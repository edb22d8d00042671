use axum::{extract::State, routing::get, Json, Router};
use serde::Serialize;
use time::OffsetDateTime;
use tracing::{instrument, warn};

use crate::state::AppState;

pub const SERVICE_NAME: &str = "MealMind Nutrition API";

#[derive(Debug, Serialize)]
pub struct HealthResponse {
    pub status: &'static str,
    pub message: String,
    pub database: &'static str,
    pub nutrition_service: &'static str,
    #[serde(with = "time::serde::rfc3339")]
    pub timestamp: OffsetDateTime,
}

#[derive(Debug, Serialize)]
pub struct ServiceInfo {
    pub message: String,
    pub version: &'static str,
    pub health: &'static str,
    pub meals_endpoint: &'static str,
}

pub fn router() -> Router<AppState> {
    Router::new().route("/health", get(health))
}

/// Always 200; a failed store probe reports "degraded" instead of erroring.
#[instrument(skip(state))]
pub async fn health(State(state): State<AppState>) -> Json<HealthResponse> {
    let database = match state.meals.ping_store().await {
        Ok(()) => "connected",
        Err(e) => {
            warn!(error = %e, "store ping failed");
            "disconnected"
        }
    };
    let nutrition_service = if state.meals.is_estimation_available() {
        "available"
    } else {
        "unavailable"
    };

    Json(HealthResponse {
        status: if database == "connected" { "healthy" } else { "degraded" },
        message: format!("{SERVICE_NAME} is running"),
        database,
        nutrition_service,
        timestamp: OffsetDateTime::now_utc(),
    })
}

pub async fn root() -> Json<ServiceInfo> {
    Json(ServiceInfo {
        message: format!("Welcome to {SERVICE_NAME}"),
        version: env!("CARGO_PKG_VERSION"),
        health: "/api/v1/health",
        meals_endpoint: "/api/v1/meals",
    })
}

=-=-=-=-=

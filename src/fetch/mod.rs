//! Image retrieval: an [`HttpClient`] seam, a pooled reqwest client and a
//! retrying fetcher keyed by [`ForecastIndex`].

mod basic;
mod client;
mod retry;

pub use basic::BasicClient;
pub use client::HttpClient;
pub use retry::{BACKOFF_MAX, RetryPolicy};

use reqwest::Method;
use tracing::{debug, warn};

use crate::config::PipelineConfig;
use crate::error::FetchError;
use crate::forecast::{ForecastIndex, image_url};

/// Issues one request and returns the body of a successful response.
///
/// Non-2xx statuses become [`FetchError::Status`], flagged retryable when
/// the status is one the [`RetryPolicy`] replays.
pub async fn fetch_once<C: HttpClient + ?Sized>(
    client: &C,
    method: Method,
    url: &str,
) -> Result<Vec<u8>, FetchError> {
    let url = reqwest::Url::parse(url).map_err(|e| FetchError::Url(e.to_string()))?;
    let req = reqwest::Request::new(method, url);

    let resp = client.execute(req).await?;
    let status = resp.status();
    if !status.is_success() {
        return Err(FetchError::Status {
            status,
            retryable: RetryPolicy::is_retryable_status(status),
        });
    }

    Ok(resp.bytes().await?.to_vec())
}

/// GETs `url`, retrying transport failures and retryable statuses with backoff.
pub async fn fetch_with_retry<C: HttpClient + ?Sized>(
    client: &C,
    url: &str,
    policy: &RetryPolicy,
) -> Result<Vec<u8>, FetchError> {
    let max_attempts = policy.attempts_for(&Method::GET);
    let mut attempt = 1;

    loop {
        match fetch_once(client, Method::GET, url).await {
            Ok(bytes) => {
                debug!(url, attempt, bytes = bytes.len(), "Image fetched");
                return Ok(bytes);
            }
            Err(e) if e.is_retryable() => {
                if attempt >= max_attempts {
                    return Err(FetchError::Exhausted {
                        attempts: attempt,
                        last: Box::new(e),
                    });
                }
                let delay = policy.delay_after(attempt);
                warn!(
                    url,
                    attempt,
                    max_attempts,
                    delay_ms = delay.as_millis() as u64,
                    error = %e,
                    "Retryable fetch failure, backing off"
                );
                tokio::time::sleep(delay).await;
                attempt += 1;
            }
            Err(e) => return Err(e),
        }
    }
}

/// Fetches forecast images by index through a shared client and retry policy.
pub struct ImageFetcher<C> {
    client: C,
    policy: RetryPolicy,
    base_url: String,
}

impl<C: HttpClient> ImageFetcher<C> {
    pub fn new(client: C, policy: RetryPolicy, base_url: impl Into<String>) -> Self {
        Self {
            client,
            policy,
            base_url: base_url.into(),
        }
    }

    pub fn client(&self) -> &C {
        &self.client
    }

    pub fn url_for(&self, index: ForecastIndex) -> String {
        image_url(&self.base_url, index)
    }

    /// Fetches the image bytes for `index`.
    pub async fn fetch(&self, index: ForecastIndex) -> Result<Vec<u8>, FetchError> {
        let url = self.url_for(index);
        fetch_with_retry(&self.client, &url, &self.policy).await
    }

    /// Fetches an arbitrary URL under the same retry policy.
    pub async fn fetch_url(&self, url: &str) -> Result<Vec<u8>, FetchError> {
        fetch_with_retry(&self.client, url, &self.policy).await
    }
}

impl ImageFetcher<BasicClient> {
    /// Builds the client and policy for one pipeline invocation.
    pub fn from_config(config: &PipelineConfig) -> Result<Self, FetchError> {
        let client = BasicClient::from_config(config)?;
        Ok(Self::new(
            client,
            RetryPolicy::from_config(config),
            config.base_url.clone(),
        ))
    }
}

=-=-=-=-=

### REQUIRED ACTION
Given the word "instrument", show every line of the records that contains it.

### SOLUTION FOR THIS TASK
use tracing::{instrument, warn};
#[instrument(skip(state))]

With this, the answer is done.